Tuesday 11 June 2013

Best Paying Flying Jobs


The airline industry has been going through a rough transition for years now. From buttoned-down security to sky-high gas prices, it's been a bumpy ride. Still, the fact remains that people want to travel and there are plenty of jobs available at airlines, airports, airplane companies and security organizations around the globe. Where might your talents fit into the aviation industry?

Many people wish for the glamorous lifestyle and income of a pilot. But, do pilots always wear crisp uniforms and make the big bucks? Not necessarily, according to Al Lee, director of quantitative analysis at online salary database PayScale.com. He says, "There's a huge variation in pay depending on whether you're flying a float plane for a regional commuter company or flying 747s for United. Regional airlines sometimes pay $20 per hour and only when the engine is on." Lee says that with only 1000 hours of engine time a year, that hourly rate can come close to minimum wage.

Fortunately, you don't have to wait to fly jumbo jets if want to work in aviation. In fact, if you like doing math, mechanical work or security tasks, here are some in-demand job options, that are also some of the best-paid in the industry, according to PayScale.

1. Director of Aerospace Program Management

Median Annual Salary: $151,000

According to Lee, "Aerospace is second only to petroleum engineering in pay." That's why the director of an aerospace engineering program management team can earn well into the six figures. This person likely has a graduate degree in business, such as an MBA, in addition to their degree in engineering. Directors are involved in developing the company's business strategy, negotiating contracts to build aircraft and taking responsibility for company profitability.

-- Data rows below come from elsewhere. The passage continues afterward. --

use schemars::JsonSchema;
use serde::{Deserialize, Serialize};

use crate::environment::Variable;

/// A value that is either written into the configuration or read from the environment
/// when the configuration is loaded.
#[derive(Debug, Clone, PartialEq, Eq, Deserialize, Serialize, JsonSchema)]
#[serde(untagged)]
pub enum Secret {
    Plain(String),
    #[serde(rename_all = "camelCase")]
    FromEnvironment { variable: Variable },
}

impl From<String> for Secret {
    fn from(value: String) -> Self {
        Self::Plain(value)
    }
}

impl From<&str> for Secret {
    fn from(value: &str) -> Self {
        Self::from(value.to_string())
    }
}
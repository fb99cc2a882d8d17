//! Translate query options and entity payloads to an ExecutionPlan (SQL) to be run against the database.

pub mod error;
pub mod key;
pub mod mutation;
pub mod query;
pub mod values;
//! Interpreting a request: the method, the resource path, the query options and the
//! service root.

use axum::http::{self, HeaderMap};
use percent_encoding::percent_decode_str;

use crate::error::ODataError;
use crate::format::Format;

/// Header clients use to tunnel MERGE, PUT and DELETE through POST.
pub const METHOD_OVERRIDE_HEADER: &str = "X-HTTP-Method";

/// The methods the service handles.
#[derive(Debug, Clone, Copy, PartialEq, Eq)]
pub enum Method {
    Get,
    Post,
    Put,
    Merge,
    Delete,
}

impl Method {
    pub fn parse(name: &str) -> Option<Method> {
        match name.trim().to_ascii_uppercase().as_str() {
            "GET" => Some(Method::Get),
            "POST" => Some(Method::Post),
            "PUT" => Some(Method::Put),
            "MERGE" | "PATCH" => Some(Method::Merge),
            "DELETE" => Some(Method::Delete),
            _ => None,
        }
    }

    /// The effective method of a request. A POST may be overridden by
    /// `X-HTTP-Method`.
    pub fn resolve(method: &str, override_header: Option<&str>) -> Result<Method, ODataError> {
        let method = Method::parse(method).ok_or(ODataError::MethodNotAllowed)?;
        match (method, override_header) {
            (Method::Post, Some(tunneled)) => {
                Method::parse(tunneled).ok_or(ODataError::MethodNotAllowed)
            }
            _ => Ok(method),
        }
    }

    pub fn as_str(self) -> &'static str {
        match self {
            Method::Get => "GET",
            Method::Post => "POST",
            Method::Put => "PUT",
            Method::Merge => "MERGE",
            Method::Delete => "DELETE",
        }
    }
}

impl std::fmt::Display for Method {
    fn fmt(&self, f: &mut std::fmt::Formatter) -> std::fmt::Result {
        write!(f, "{}", self.as_str())
    }
}

/// What a request path addresses, below the service root.
#[derive(Debug, Clone, PartialEq, Eq)]
pub enum ResourcePath {
    ServiceDocument,
    Metadata,
    Batch,
    /// `EntitySet` or `EntitySet()`.
    EntitySet { entity_set: String },
    /// `EntitySet/$count`.
    Count { entity_set: String },
    /// `EntitySet(key)`, with the key text still unparsed.
    Entity { entity_set: String, key: String },
    /// A shape we recognise but do not serve: links, navigation, `$value`, or the
    /// metadata of a single set.
    Unsupported,
}

impl ResourcePath {
    /// Parse a request path, skipping the first `path_index` segments, which name the
    /// service.
    pub fn parse(path: &str, path_index: usize) -> Result<ResourcePath, ODataError> {
        let segments = path
            .split('/')
            .filter(|segment| !segment.is_empty())
            .map(|segment| {
                percent_decode_str(segment)
                    .decode_utf8()
                    .map(std::borrow::Cow::into_owned)
                    .map_err(|_| ODataError::bad_request())
            })
            .collect::<Result<Vec<String>, _>>()?;

        if segments.len() < path_index {
            return Err(ODataError::not_found());
        }
        let resource = &segments[path_index..];

        match resource {
            [] => Ok(ResourcePath::ServiceDocument),
            [only] if only == "$metadata" => Ok(ResourcePath::Metadata),
            [only] if only == "$batch" => Ok(ResourcePath::Batch),
            [only] => match parse_segment(only)? {
                (entity_set, None) => Ok(ResourcePath::EntitySet { entity_set }),
                (entity_set, Some(key)) => Ok(ResourcePath::Entity { entity_set, key }),
            },
            [first, second] => match parse_segment(first)? {
                (_, Some(_)) => Ok(ResourcePath::Unsupported),
                (entity_set, None) if second == "$count" => Ok(ResourcePath::Count { entity_set }),
                (_, None) if second == "$metadata" => Ok(ResourcePath::Unsupported),
                (_, None) => Err(ODataError::bad_request()),
            },
            _ => Err(ODataError::bad_request()),
        }
    }

    /// The entity set addressed, if any.
    pub fn entity_set(&self) -> Option<&str> {
        match self {
            ResourcePath::EntitySet { entity_set }
            | ResourcePath::Count { entity_set }
            | ResourcePath::Entity { entity_set, .. } => Some(entity_set),
            _ => None,
        }
    }
}

/// `Name`, `Name()` or `Name(key)`.
fn parse_segment(segment: &str) -> Result<(String, Option<String>), ODataError> {
    let Some(open) = segment.find('(') else {
        return Ok((segment.to_string(), None));
    };
    let name = segment[..open].trim_end().to_string();
    let key = segment[open + 1..]
        .strip_suffix(')')
        .ok_or_else(ODataError::bad_request)?;
    if key.trim().is_empty() {
        Ok((name, None))
    } else {
        Ok((name, Some(key.to_string())))
    }
}

/// Decoded query string pairs, in order.
#[derive(Debug, Clone, PartialEq, Eq, Default)]
pub struct QueryPairs(pub Vec<(String, String)>);

impl QueryPairs {
    pub fn parse(query: Option<&str>) -> QueryPairs {
        QueryPairs(
            query
                .map(|query| {
                    url::form_urlencoded::parse(query.as_bytes())
                        .into_owned()
                        .collect()
                })
                .unwrap_or_default(),
        )
    }

    /// The first value of an option.
    pub fn get(&self, name: &str) -> Option<&str> {
        self.0
            .iter()
            .find(|(n, _)| n == name)
            .map(|(_, value)| value.as_str())
    }

    pub fn iter(&self) -> impl Iterator<Item = (&str, &str)> {
        self.0.iter().map(|(name, value)| (name.as_str(), value.as_str()))
    }

    pub fn format(&self, accept: Option<&str>) -> Format {
        Format::negotiate(self.get("$format"), accept)
    }

    pub fn callback(&self) -> Option<&str> {
        self.get("$callback")
    }
}

/// The service root: the configured root URI, or `http://{Host}/{service segments}/`.
pub fn base_uri(
    root_uri: Option<&str>,
    headers: &HeaderMap,
    path: &str,
    path_index: usize,
) -> String {
    if let Some(root_uri) = root_uri {
        return if root_uri.ends_with('/') {
            root_uri.to_string()
        } else {
            format!("{root_uri}/")
        };
    }
    let host = headers
        .get(http::header::HOST)
        .and_then(|host| host.to_str().ok())
        .unwrap_or("localhost");
    let mut base = format!("http://{host}/");
    for segment in path
        .split('/')
        .filter(|segment| !segment.is_empty())
        .take(path_index)
    {
        base.push_str(segment);
        base.push('/');
    }
    base
}

#[cfg(test)]
mod tests {
    use super::*;

    fn parse(path: &str) -> Result<ResourcePath, ODataError> {
        ResourcePath::parse(path, 1)
    }

    #[test]
    fn resource_paths() {
        assert_eq!(parse("/OData.svc/"), Ok(ResourcePath::ServiceDocument));
        assert_eq!(parse("/OData.svc"), Ok(ResourcePath::ServiceDocument));
        assert_eq!(parse("/OData.svc/$metadata"), Ok(ResourcePath::Metadata));
        assert_eq!(parse("/OData.svc/$batch"), Ok(ResourcePath::Batch));
        let set = || ResourcePath::EntitySet {
            entity_set: "TableName1s".to_string(),
        };
        assert_eq!(parse("/OData.svc/TableName1s"), Ok(set()));
        assert_eq!(parse("/OData.svc/TableName1s()"), Ok(set()));
        assert_eq!(
            parse("/OData.svc/TableName1s/$count"),
            Ok(ResourcePath::Count {
                entity_set: "TableName1s".to_string()
            })
        );
        assert_eq!(
            parse("/OData.svc/TableName1s(%27a%20b%27)"),
            Ok(ResourcePath::Entity {
                entity_set: "TableName1s".to_string(),
                key: "'a b'".to_string()
            })
        );
    }

    #[test]
    fn unsupported_shapes() {
        assert_eq!(parse("/OData.svc/TableName1s(1)/$links/Other"), Err(ODataError::bad_request()));
        assert_eq!(parse("/OData.svc/TableName1s(1)/$links"), Ok(ResourcePath::Unsupported));
        assert_eq!(parse("/OData.svc/TableName1s/$metadata"), Ok(ResourcePath::Unsupported));
        assert_eq!(parse("/OData.svc/TableName1s/Other"), Err(ODataError::bad_request()));
        assert_eq!(parse("/OData.svc/TableName1s(1"), Err(ODataError::bad_request()));
        assert_eq!(parse("/"), Err(ODataError::not_found()));
    }

    #[test]
    fn method_override() {
        assert_eq!(Method::resolve("POST", Some("MERGE")), Ok(Method::Merge));
        assert_eq!(Method::resolve("POST", None), Ok(Method::Post));
        assert_eq!(Method::resolve("GET", Some("DELETE")), Ok(Method::Get));
        assert_eq!(Method::resolve("OPTIONS", None), Err(ODataError::MethodNotAllowed));
    }

    #[test]
    fn service_root() {
        let mut headers = HeaderMap::new();
        headers.insert(http::header::HOST, "example.org:8080".parse().unwrap());
        assert_eq!(
            base_uri(None, &headers, "/OData.svc/TableName1s", 1),
            "http://example.org:8080/OData.svc/"
        );
        assert_eq!(
            base_uri(Some("http://localhost:80/OData.svc"), &headers, "/x", 1),
            "http://localhost:80/OData.svc/"
        );
    }

    #[test]
    fn query_pairs_are_decoded() {
        let pairs = QueryPairs::parse(Some("$filter=startswith(StrCol,'%25foo')&$format=json"));
        assert_eq!(pairs.get("$filter"), Some("startswith(StrCol,'%foo')"));
        assert_eq!(pairs.format(None), Format::Json);
        assert_eq!(pairs.callback(), None);
    }
}
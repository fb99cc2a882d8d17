//! Type definitions of a low-level SQL string representation.

/// A SQL statement together with the parameters bound to its placeholders.
#[derive(Debug, Clone, PartialEq)]
pub struct SQL {
    pub sql: String,
    pub params: Vec<Param>,
    /// for internal use and tests only
    pub param_index: u64,
}

impl Default for SQL {
    fn default() -> Self {
        Self::new()
    }
}

/// A parameter for a parameterized query.
#[derive(Debug, Clone, PartialEq)]
pub enum Param {
    /// A literal string
    String(String),
    /// A literal number, boolean or null
    Value(serde_json::Value),
}

impl SQL {
    pub fn new() -> SQL {
        SQL {
            sql: String::new(),
            params: vec![],
            param_index: 0,
        }
    }

    pub fn append_syntax(&mut self, sql: &str) {
        self.sql.push_str(sql);
    }

    /// Append a double-quoted identifier. Embedded quotes are doubled.
    pub fn append_identifier(&mut self, sql: &str) {
        self.sql.push('"');
        self.sql.push_str(&sql.replace('"', "\"\""));
        self.sql.push('"');
    }

    pub fn append_param(&mut self, param: Param) {
        self.param_index += 1;
        self.sql.push_str(format!("${}", self.param_index).as_str());
        self.params.push(param);
    }
}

2. Airline Pilot, Copilot or Flight Engineer

Median Annual Salary: $117,000

Most pilots used to receive their training in the military, but in recent years a college degree and training from an FAA-certified flight training school has become more common among new hires. And, while many may pay less, there are plenty of jobs for pilots besides passenger airline gigs. According to the Bureau of Labor Statistics (BLS), about 34 percent of commercial pilots use their time in the air to dust crops, test planes, monitor traffic, fight fires and perform other non-typical functions.

3. Aerospace Project Engineer

Median Annual Salary: $82,000

An aerospace project engineer must not only understand the ins and outs of aerospace engineering, but they must have the personal and organizational skills to lead a team through a project. A project engineer is likely involved in managing the budget for a project, hiring and training staff, checking their team's work and other administrative tasks.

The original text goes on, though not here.